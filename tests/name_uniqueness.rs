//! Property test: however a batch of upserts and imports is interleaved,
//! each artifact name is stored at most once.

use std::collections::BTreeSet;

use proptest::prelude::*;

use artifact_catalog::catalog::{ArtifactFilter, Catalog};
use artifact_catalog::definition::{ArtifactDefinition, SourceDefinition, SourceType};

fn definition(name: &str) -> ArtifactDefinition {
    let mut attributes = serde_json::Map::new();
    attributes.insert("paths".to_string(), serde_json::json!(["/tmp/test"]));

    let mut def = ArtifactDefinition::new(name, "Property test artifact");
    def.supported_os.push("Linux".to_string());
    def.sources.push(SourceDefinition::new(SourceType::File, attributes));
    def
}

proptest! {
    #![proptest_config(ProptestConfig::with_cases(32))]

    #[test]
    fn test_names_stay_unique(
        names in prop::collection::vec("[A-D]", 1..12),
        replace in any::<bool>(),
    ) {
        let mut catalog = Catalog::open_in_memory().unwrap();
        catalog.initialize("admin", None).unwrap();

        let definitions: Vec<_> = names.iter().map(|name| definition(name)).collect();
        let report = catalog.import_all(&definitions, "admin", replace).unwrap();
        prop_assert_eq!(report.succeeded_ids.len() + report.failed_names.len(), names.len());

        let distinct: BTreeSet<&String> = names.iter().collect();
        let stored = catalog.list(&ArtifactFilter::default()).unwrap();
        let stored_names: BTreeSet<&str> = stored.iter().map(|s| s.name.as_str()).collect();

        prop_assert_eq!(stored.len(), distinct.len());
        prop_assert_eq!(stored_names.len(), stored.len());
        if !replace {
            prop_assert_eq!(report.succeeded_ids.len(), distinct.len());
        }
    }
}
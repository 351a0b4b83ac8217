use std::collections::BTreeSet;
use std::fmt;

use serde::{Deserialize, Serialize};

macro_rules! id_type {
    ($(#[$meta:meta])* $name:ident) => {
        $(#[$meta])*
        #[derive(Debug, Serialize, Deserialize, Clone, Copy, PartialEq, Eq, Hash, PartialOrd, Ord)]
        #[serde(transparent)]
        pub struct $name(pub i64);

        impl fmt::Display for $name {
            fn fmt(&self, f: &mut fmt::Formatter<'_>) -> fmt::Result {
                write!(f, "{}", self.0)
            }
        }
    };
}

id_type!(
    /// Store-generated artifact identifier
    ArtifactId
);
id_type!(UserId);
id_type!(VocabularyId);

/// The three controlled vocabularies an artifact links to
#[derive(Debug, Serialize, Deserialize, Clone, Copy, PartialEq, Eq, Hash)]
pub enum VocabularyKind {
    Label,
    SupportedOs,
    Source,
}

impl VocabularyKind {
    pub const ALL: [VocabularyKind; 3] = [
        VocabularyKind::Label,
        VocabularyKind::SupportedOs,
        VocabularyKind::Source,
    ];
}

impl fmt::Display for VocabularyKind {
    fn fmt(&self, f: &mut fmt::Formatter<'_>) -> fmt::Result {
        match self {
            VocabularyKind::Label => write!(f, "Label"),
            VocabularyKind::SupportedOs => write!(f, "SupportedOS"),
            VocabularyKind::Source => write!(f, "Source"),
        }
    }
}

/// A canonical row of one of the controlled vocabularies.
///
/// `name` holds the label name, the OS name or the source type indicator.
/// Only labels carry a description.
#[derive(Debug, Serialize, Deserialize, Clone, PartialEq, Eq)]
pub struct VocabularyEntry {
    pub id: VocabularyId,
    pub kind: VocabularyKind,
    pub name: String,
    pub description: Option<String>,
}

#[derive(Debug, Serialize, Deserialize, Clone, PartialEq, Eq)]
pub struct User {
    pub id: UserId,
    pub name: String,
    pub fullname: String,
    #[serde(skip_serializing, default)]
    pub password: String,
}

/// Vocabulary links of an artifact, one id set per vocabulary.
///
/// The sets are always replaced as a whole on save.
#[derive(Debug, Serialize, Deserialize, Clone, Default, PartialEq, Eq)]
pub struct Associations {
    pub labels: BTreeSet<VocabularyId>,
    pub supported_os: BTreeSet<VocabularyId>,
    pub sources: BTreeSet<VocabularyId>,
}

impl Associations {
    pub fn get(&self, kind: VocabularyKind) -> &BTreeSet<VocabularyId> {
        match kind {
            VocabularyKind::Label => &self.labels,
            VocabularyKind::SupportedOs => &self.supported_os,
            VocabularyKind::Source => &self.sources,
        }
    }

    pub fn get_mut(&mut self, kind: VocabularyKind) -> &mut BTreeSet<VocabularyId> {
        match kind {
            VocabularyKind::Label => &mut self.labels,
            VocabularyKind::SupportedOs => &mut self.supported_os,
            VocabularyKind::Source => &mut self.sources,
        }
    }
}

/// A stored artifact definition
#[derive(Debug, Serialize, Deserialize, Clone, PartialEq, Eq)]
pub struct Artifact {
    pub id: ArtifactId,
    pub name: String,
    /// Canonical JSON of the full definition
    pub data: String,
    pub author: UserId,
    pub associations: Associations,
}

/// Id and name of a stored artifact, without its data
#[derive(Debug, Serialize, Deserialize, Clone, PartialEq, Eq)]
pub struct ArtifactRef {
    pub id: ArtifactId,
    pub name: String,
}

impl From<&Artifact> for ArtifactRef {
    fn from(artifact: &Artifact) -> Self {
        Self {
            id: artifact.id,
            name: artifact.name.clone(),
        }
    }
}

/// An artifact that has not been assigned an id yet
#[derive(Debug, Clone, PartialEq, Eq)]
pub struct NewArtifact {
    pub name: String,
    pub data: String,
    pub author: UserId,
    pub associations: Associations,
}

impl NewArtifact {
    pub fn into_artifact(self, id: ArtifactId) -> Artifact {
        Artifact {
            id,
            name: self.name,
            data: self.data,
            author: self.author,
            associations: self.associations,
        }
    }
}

# # # # #

> _What is expected_: Reply with the complete records, restated exactly.

> _Answer to this task_:
filename tests/name_uniqueness.rs
//! Property test: however a batch of upserts and imports is interleaved,
//! each artifact name is stored at most once.

use std::collections::BTreeSet;

use proptest::prelude::*;

use artifact_catalog::catalog::{ArtifactFilter, Catalog};
use artifact_catalog::definition::{ArtifactDefinition, SourceDefinition, SourceType};

fn definition(name: &str) -> ArtifactDefinition {
    let mut attributes = serde_json::Map::new();
    attributes.insert("paths".to_string(), serde_json::json!(["/tmp/test"]));

    let mut def = ArtifactDefinition::new(name, "Property test artifact");
    def.supported_os.push("Linux".to_string());
    def.sources.push(SourceDefinition::new(SourceType::File, attributes));
    def
}

proptest! {
    #![proptest_config(ProptestConfig::with_cases(32))]

    #[test]
    fn test_names_stay_unique(
        names in prop::collection::vec("[A-D]", 1..12),
        replace in any::<bool>(),
    ) {
        let mut catalog = Catalog::open_in_memory().unwrap();
        catalog.initialize("admin", None).unwrap();

        let definitions: Vec<_> = names.iter().map(|name| definition(name)).collect();
        let report = catalog.import_all(&definitions, "admin", replace).unwrap();
        prop_assert_eq!(report.succeeded_ids.len() + report.failed_names.len(), names.len());

        let distinct: BTreeSet<&String> = names.iter().collect();
        let stored = catalog.list(&ArtifactFilter::default()).unwrap();
        let stored_names: BTreeSet<&str> = stored.iter().map(|s| s.name.as_str()).collect();

        prop_assert_eq!(stored.len(), distinct.len());
        prop_assert_eq!(stored_names.len(), stored.len());
        if !replace {
            prop_assert_eq!(report.succeeded_ids.len(), distinct.len());
        }
    }
}
repository 351a0b4b83ac8217
use std::collections::BTreeSet;
use std::fmt;

use serde::{Deserialize, Serialize};

macro_rules! id_type {
    ($(#[$meta:meta])* $name:ident) => {
        $(#[$meta])*
        #[derive(Debug, Serialize, Deserialize, Clone, Copy, PartialEq, Eq, Hash, PartialOrd, Ord)]
        #[serde(transparent)]
        pub struct $name(pub i64);

        impl fmt::Display for $name {
            fn fmt(&self, f: &mut fmt::Formatter<'_>) -> fmt::Result {
                write!(f, "{}", self.0)
            }
        }
    };
}

id_type!(
    /// Store-generated artifact identifier
    ArtifactId
);
id_type!(UserId);
id_type!(VocabularyId);

/// The three controlled vocabularies an artifact links to
#[derive(Debug, Serialize, Deserialize, Clone, Copy, PartialEq, Eq, Hash)]
pub enum VocabularyKind {
    Label,
    SupportedOs,
    Source,
}

impl VocabularyKind {
    pub const ALL: [VocabularyKind; 3] = [
        VocabularyKind::Label,
        VocabularyKind::SupportedOs,
        VocabularyKind::Source,
    ];
}

impl fmt::Display for VocabularyKind {
    fn fmt(&self, f: &mut fmt::Formatter<'_>) -> fmt::Result {
        match self {
            VocabularyKind::Label => write!(f, "Label"),
            VocabularyKind::SupportedOs => write!(f, "SupportedOS"),
            VocabularyKind::Source => write!(f, "Source"),
        }
    }
}

/// A canonical row of one of the controlled vocabularies.
///
/// `name` holds the label name, the OS name or the source type indicator.
/// Only labels carry a description.
#[derive(Debug, Serialize, Deserialize, Clone, PartialEq, Eq)]
pub struct VocabularyEntry {
    pub id: VocabularyId,
    pub kind: VocabularyKind,
    pub name: String,
    pub description: Option<String>,
}

#[derive(Debug, Serialize, Deserialize, Clone, PartialEq, Eq)]
pub struct User {
    pub id: UserId,
    pub name: String,
    pub fullname: String,
    #[serde(skip_serializing, default)]
    pub password: String,
}

/// Vocabulary links of an artifact, one id set per vocabulary.
///
/// The sets are always replaced as a whole on save.
#[derive(Debug, Serialize, Deserialize, Clone, Default, PartialEq, Eq)]
pub struct Associations {
    pub labels: BTreeSet<VocabularyId>,
    pub supported_os: BTreeSet<VocabularyId>,
    pub sources: BTreeSet<VocabularyId>,
}

impl Associations {
    pub fn get(&self, kind: VocabularyKind) -> &BTreeSet<VocabularyId> {
        match kind {
            VocabularyKind::Label => &self.labels,
            VocabularyKind::SupportedOs => &self.supported_os,
            VocabularyKind::Source => &self.sources,
        }
    }

    pub fn get_mut(&mut self, kind: VocabularyKind) -> &mut BTreeSet<VocabularyId> {
        match kind {
            VocabularyKind::Label => &mut self.labels,
            VocabularyKind::SupportedOs => &mut self.supported_os,
            VocabularyKind::Source => &mut self.sources,
        }
    }
}

/// A stored artifact definition
#[derive(Debug, Serialize, Deserialize, Clone, PartialEq, Eq)]
pub struct Artifact {
    pub id: ArtifactId,
    pub name: String,
    /// Canonical JSON of the full definition
    pub data: String,
    pub author: UserId,
    pub associations: Associations,
}

/// Id and name of a stored artifact, without its data
#[derive(Debug, Serialize, Deserialize, Clone, PartialEq, Eq)]
pub struct ArtifactRef {
    pub id: ArtifactId,
    pub name: String,
}

impl From<&Artifact> for ArtifactRef {
    fn from(artifact: &Artifact) -> Self {
        Self {
            id: artifact.id,
            name: artifact.name.clone(),
        }
    }
}

/// An artifact that has not been assigned an id yet
#[derive(Debug, Clone, PartialEq, Eq)]
pub struct NewArtifact {
    pub name: String,
    pub data: String,
    pub author: UserId,
    pub associations: Associations,
}

impl NewArtifact {
    pub fn into_artifact(self, id: ArtifactId) -> Artifact {
        Artifact {
            id,
            name: self.name,
            data: self.data,
            author: self.author,
            associations: self.associations,
        }
    }
}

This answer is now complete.